> _Problem to work on_:
Make a tally of the lines in the records that include the string "Output", and give only that number.

> _Source records_:

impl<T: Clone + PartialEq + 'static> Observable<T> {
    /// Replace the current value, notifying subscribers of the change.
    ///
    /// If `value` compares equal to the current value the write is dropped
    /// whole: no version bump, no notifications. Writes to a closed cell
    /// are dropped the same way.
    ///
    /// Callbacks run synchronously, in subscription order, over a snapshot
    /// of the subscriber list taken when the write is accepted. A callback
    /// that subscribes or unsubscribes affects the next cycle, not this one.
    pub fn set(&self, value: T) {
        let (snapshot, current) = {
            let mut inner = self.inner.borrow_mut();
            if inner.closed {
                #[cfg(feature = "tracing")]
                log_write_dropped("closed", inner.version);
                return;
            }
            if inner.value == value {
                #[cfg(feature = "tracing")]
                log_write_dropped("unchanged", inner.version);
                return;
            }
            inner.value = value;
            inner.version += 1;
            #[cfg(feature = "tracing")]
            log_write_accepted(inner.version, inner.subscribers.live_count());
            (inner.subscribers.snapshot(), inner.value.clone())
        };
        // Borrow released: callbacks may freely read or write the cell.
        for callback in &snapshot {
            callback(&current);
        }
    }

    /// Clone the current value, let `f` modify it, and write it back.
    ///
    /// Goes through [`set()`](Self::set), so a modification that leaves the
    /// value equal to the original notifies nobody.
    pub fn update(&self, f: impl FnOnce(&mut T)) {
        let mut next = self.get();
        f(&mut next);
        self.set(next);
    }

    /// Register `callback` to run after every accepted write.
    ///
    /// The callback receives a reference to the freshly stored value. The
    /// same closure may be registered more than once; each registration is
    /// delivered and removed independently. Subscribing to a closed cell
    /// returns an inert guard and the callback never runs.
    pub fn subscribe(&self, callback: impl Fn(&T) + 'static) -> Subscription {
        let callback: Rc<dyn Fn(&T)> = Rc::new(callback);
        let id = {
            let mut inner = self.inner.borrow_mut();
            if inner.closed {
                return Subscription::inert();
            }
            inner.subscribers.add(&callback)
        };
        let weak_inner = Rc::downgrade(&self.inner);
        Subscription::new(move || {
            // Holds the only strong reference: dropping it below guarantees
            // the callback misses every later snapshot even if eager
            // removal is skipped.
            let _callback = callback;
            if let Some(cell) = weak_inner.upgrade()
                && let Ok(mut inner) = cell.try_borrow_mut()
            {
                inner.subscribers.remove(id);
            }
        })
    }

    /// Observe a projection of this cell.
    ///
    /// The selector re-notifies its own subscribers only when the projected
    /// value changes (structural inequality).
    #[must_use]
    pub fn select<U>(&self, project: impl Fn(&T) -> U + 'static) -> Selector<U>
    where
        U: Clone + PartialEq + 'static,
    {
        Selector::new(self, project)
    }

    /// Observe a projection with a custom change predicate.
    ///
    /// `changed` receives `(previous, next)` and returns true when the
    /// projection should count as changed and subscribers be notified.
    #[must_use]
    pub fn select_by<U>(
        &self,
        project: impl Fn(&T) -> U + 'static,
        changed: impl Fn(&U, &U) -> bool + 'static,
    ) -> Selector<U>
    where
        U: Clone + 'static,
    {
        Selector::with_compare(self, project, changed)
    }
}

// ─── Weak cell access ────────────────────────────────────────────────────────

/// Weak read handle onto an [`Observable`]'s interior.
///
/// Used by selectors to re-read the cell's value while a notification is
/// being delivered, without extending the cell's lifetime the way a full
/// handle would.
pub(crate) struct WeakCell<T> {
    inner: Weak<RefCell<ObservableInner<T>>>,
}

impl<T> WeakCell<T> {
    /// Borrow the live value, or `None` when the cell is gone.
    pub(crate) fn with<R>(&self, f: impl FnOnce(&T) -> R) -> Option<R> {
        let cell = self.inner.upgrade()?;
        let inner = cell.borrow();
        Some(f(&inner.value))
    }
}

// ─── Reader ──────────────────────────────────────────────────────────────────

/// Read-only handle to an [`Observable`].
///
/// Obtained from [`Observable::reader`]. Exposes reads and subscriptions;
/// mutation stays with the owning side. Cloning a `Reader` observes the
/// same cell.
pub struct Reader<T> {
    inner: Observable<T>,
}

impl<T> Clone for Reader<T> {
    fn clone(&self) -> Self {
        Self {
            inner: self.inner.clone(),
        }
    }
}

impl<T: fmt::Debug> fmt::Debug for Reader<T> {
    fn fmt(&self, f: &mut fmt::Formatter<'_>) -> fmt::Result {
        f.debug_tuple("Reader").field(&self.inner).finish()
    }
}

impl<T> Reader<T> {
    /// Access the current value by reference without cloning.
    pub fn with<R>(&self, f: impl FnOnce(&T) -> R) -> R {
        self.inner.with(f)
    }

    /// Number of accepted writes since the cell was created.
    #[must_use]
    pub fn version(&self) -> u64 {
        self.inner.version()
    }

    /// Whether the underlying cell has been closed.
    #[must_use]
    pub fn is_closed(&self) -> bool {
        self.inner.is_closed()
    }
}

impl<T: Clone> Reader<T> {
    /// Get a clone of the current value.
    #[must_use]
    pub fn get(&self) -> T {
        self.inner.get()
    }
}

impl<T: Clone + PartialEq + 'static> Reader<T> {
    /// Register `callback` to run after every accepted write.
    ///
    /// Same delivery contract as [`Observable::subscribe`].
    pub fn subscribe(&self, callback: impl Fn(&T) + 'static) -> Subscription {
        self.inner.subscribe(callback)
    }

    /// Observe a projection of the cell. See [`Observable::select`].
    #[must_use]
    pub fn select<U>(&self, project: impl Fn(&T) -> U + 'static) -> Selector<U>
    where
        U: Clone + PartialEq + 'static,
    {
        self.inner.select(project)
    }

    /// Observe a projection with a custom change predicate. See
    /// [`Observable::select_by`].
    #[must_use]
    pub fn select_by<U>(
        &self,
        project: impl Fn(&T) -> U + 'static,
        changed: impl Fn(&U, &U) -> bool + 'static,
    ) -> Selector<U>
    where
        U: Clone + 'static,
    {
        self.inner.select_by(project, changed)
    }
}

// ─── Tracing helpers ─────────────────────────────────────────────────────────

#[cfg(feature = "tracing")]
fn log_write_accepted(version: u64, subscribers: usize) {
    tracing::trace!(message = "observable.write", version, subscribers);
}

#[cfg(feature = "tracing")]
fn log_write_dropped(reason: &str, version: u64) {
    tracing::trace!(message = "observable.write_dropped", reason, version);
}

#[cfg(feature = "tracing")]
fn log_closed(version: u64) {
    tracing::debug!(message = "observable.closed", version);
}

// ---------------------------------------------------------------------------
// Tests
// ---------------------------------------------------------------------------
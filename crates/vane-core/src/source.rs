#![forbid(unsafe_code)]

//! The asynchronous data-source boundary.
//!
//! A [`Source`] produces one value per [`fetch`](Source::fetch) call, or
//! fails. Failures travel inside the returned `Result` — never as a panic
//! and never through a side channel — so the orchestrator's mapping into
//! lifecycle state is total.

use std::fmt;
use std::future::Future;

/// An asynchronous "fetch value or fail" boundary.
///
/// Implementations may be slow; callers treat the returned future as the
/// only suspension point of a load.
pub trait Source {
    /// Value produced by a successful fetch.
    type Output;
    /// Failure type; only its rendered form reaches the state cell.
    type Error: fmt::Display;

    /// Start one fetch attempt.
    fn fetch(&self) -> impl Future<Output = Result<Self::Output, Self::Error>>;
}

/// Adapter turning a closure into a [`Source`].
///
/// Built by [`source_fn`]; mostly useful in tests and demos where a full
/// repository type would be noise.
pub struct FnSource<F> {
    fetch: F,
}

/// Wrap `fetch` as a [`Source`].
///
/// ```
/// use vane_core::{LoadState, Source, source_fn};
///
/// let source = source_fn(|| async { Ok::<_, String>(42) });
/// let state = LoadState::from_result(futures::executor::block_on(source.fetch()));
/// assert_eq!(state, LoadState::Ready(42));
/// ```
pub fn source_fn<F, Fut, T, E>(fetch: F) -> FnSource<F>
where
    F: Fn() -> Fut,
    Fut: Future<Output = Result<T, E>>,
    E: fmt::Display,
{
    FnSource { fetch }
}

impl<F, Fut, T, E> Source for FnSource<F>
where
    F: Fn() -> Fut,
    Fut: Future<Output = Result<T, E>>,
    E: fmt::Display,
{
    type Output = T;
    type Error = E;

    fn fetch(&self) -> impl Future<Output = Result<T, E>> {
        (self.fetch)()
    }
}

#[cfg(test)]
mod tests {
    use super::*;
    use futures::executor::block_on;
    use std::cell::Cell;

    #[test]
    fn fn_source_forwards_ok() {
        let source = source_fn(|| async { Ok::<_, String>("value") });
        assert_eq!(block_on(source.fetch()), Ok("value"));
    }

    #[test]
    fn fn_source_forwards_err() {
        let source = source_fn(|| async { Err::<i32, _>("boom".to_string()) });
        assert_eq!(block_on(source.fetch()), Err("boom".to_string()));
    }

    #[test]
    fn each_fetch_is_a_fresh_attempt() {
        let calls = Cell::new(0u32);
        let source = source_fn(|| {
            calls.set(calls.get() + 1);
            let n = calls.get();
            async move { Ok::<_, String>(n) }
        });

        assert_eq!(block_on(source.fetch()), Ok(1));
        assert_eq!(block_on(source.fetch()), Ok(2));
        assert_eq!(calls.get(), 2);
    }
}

> _Exercise solution_:
6